Sabato 08 Agosto 2020

Gli stati generali della moda

di Mariacristina Righi

Il convegno digitale Ecomm Fashion organizzato da Velvet Media ha riunito oltre 2000 addetti ai lavori tra istituzioni, aziende, specialisti, tecnici e giornalisti connessi da tutta Italia per siglare un punto comune di ripartenza del settore all’insegna di una rivoluzionaria evoluzione digitale, creativa e sostenibile.

“È cambiato tutto dopo il COVID e oggi assistiamo ad uno smarrimento senza precedenti per il nostro settore – ha detto Bassel Bakdounes, Ceo di Velvet Media, l’holding veneta organizzatrice dell’evento digitale - Riteniamo quindi che proprio in questo momento ci sia bisogno di unione e che ci sia bisogno anche di traghettare un cambiamento. Una vera e propria rivoluzione. E la rivoluzione passa attraverso tecnologie, passa attraverso informazioni ma passa soprattutto attraverso un cambio di mentalità”.
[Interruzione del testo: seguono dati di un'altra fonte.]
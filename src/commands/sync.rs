//! Sync command - backfill the ledger and follow new heads until shutdown

use super::backfill::{backfill_pass, Ledger};
use crate::chain::NodeApi;
use crate::config::{Config, SyncConfig};
use crate::daemon::{PidFile, ShutdownSignals};
use crate::db::LedgerWriter;
use crate::ingest::{BackfillHarvester, LiveHeadSubscriber};
use crate::rpc::RetryConfig;
use anyhow::{anyhow, Context, Result};
use clap::Args;
use std::path::{Path, PathBuf};
use std::sync::Arc;
use std::time::Duration;
use tokio::task::JoinError;
use tokio::time::{self, MissedTickBehavior};
use tokio_util::sync::CancellationToken;
use tracing::{info, warn};

/// Sync command arguments
#[derive(Args, Debug)]
pub struct SyncArgs {
    /// Node RPC endpoint URL
    #[arg(short, long)]
    pub rpc_url: Option<String>,

    /// SQLite database path
    #[arg(short, long)]
    pub db_path: Option<PathBuf>,

    /// Seconds between new head polls
    #[arg(long)]
    pub poll_interval: Option<u64>,

    /// Gaps harvested concurrently
    #[arg(short, long)]
    pub workers: Option<usize>,

    /// Seconds between gap rescans
    #[arg(long)]
    pub rescan_interval: Option<u64>,

    /// Only backfill up to the finalized head
    #[arg(long)]
    pub finalized_only: bool,

    /// PID file path
    #[arg(long)]
    pub pid_file: Option<PathBuf>,
}

impl SyncArgs {
    /// CLI flags take priority over environment and config file
    fn apply(self, config: &mut Config) {
        if let Some(url) = self.rpc_url {
            config.rpc.url = url;
        }
        if let Some(path) = self.db_path {
            config.database.path = path.display().to_string();
        }
        if let Some(interval) = self.poll_interval {
            config.sync.poll_interval_secs = interval;
        }
        if let Some(workers) = self.workers {
            config.sync.backfill_workers = workers;
        }
        if let Some(interval) = self.rescan_interval {
            config.sync.rescan_interval_secs = interval;
        }
        if let Some(pid_file) = self.pid_file {
            config.daemon.pid_file = Some(pid_file.display().to_string());
        }
        config.sync.finalized_only |= self.finalized_only;
    }
}

/// Run the sync command
pub async fn run(args: SyncArgs) -> Result<()> {
    let mut config = Config::load()?;
    args.apply(&mut config);
    config.validate()?;

    info!("Starting ledger sync");
    info!("RPC endpoint: {}", config.rpc.url);

    let _pid_file = match config.daemon.pid_file {
        Some(ref path) => Some(PidFile::create(Path::new(path))?),
        None => None,
    };

    let ledger = Ledger::connect(&config).await?;

    let cancel = CancellationToken::new();
    let _signals = ShutdownSignals::install(cancel.clone())?;

    let result = follow_chain(
        Arc::clone(&ledger.node),
        ledger.writer.clone(),
        &config.sync,
        config.rpc.retry_config(),
        cancel,
    )
    .await;

    let total = ledger.writer.database().count_blocks()?;
    info!("Sync stopped ({} blocks in ledger)", total);

    result
}

/// Run the live subscriber alongside periodic backfill passes until `cancel`
/// fires or the subscription ends. A failed subscription is returned as an
/// error.
pub(crate) async fn follow_chain<N>(
    node: Arc<N>,
    writer: LedgerWriter,
    sync: &SyncConfig,
    retry: RetryConfig,
    cancel: CancellationToken,
) -> Result<()>
where
    N: NodeApi + ?Sized + 'static,
{
    // Head rows are unfinalized by definition
    let record_head_blocks = sync.record_head_blocks && !sync.finalized_only;

    let subscriber = Arc::new(LiveHeadSubscriber::new(
        Arc::clone(&node),
        writer.clone(),
        retry.clone(),
        record_head_blocks,
    ));
    let mut live = tokio::spawn(subscriber.run(cancel.clone()));

    let harvester = BackfillHarvester::new(Arc::clone(&node), writer.clone(), retry, cancel.clone());

    info!(
        "Backfilling with {} worker(s), rescanning every {}s",
        sync.backfill_workers, sync.rescan_interval_secs
    );
    let mut rescan = time::interval(Duration::from_secs(sync.rescan_interval_secs.max(1)));
    rescan.set_missed_tick_behavior(MissedTickBehavior::Delay);

    let mut live_exit = None;
    loop {
        tokio::select! {
            _ = cancel.cancelled() => break,
            result = &mut live => {
                live_exit = Some(live_outcome(result));
                cancel.cancel();
                break;
            }
            _ = rescan.tick() => {
                match backfill_pass(
                    &*node,
                    &writer,
                    &harvester,
                    sync.backfill_workers,
                    sync.finalized_only,
                )
                .await
                {
                    Ok(report) if report.blocks_written > 0 || report.gaps_abandoned > 0 => info!(
                        "Backfill pass: {} block(s) written, {} gap(s) completed, {} abandoned",
                        report.blocks_written, report.gaps_completed, report.gaps_abandoned
                    ),
                    Ok(_) => {}
                    Err(e) => warn!("Backfill pass failed: {:#}", e),
                }
            }
        }
    }

    match live_exit {
        Some(result) => result,
        None => {
            info!("Shutting down, waiting for in-flight head");
            live_outcome(live.await)
        }
    }
}

fn live_outcome(result: std::result::Result<Result<()>, JoinError>) -> Result<()> {
    match result {
        Ok(outcome) => outcome.context("Live head subscription failed"),
        Err(e) => Err(anyhow!("Live head task panicked: {}", e)),
    }
}
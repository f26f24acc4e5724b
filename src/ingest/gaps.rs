//! Missing-range detection over the sequence ledger

use std::fmt;

/// Inclusive range of block numbers absent from the ledger
#[derive(Debug, Clone, Copy, PartialEq, Eq, PartialOrd, Ord)]
pub struct Gap {
    pub start: u64,
    pub end: u64,
}

impl Gap {
    pub fn new(start: u64, end: u64) -> Self {
        debug_assert!(start <= end, "gap start {} after end {}", start, end);
        Self { start, end }
    }

    /// Number of blocks in the gap
    pub fn len(&self) -> u64 {
        self.end - self.start + 1
    }
}

impl fmt::Display for Gap {
    fn fmt(&self, f: &mut fmt::Formatter<'_>) -> fmt::Result {
        write!(f, "#{}..=#{}", self.start, self.end)
    }
}

/// Compute the gaps in `stored`, sorted by start.
///
/// Emits a leading gap down to block 0 and every interior hole. With
/// `known_head`, also the tail above the highest stored block; an empty
/// ledger yields `[0, known_head]`, or nothing without a head.
pub fn detect_gaps(stored: &[u64], known_head: Option<u64>) -> Vec<Gap> {
    let mut numbers = stored.to_vec();
    numbers.sort_unstable();
    numbers.dedup();

    let (Some(&first), Some(&last)) = (numbers.first(), numbers.last()) else {
        return known_head.map(|head| Gap::new(0, head)).into_iter().collect();
    };

    let mut gaps = Vec::new();

    if first > 0 {
        gaps.push(Gap::new(0, first - 1));
    }

    gaps.extend(
        numbers
            .windows(2)
            .filter(|pair| pair[1] > pair[0] + 1)
            .map(|pair| Gap::new(pair[0] + 1, pair[1] - 1)),
    );

    if let Some(head) = known_head.filter(|&head| head > last) {
        gaps.push(Gap::new(last + 1, head));
    }

    gaps
}

/// Total number of missing blocks across gaps
pub fn missing_blocks(gaps: &[Gap]) -> u64 {
    gaps.iter().map(Gap::len).sum()
}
Ecomm Fashion ha riunito player di settore di dimensioni differenti, dai big come le principali istituzioni e i colossi del settore fino a realtà più piccole per dimensione, ma non per rilevanza e competenza, tutti uniti dal fondamentale comune denominatore dell’evoluzione e da comuni interessi finalizzati a far uscire il settore da una “crisi che dal dopoguerra non vedeva numeri così preoccupanti”, come ha sottolineato Massimo Torti, segretario generale di Federazione Moda Italia. Ed è proprio la somma di quanto emerso il vero tesoro dell’evento digitale: fare squadra, guardare oltre la crisi, discutere e condividere nuove strategie, iniziative, progetti e strumenti per rilanciare da subito il comparto Fashion Luxury. Dall’importanza di un’azione coordinata e consapevole alla capacità di fare sistema, riservando la giusta importanza all’esperienza reale del retail e dello showroom come esperienza culturale imprescindibile senza trascurare lo sviluppo del lato digital. Dalla valorizzazione della creatività, sia artistica che comunicativa, di storytelling che elevi le peculiarità della rinascita di quel made in Italy che ha reso il comparto famoso nel mondo, il tutto attraverso una digitalizzazione virtuosa accompagnata da processi coerenti e sostenibili.

È in corso su e-comm.events la prima digital convention nazionale interamente dedicata al mondo della moda italiana dove si è da poco conclusa l’Assemblea Plenaria con la partecipazione dei Presidenti di Assocalzaturifici e Federpreziosi oltre al Segretario Generale di Federazione Moda Italiana. Tre negozi su quattro stanno registrando fatturati in calo.

Durante l’Assemblea Plenaria sono intervenuti i principali esponenti delle associazioni di settore. Massimo Torti ha segnalato nuovi dati elaborati dal proprio centro-studi relativi al segmento moda. Dei 115.000 punti vendita in Italia, pari a una forza lavoro di circa 313.000 addetti, dopo il 18 maggio, data di fine lockdown, hanno riaperto il 94% di cui il 76% hanno fatto registrare forti cali di fatturato, soprattutto nelle grandi città e nei centri storici privi di turismo. Da qui le stime, che prevedono perdite di circa 15 miliardi di consumi con il rischio di chiusura di 17.000 punti vendita e di conseguenza perdita di 35.000 posti di lavoro. Altrettanto significativa la percentuale di digitalizzazione dei punti vendita, a chiusura del 2019 solo il 36,2% dei punti vendita aveva già un sito web mentre il 67,1% utilizzava almeno i social network. I confini tra fisico e virtuale si attenuano. Il negozio fisico non è destinato a tramontare ma a evolversi.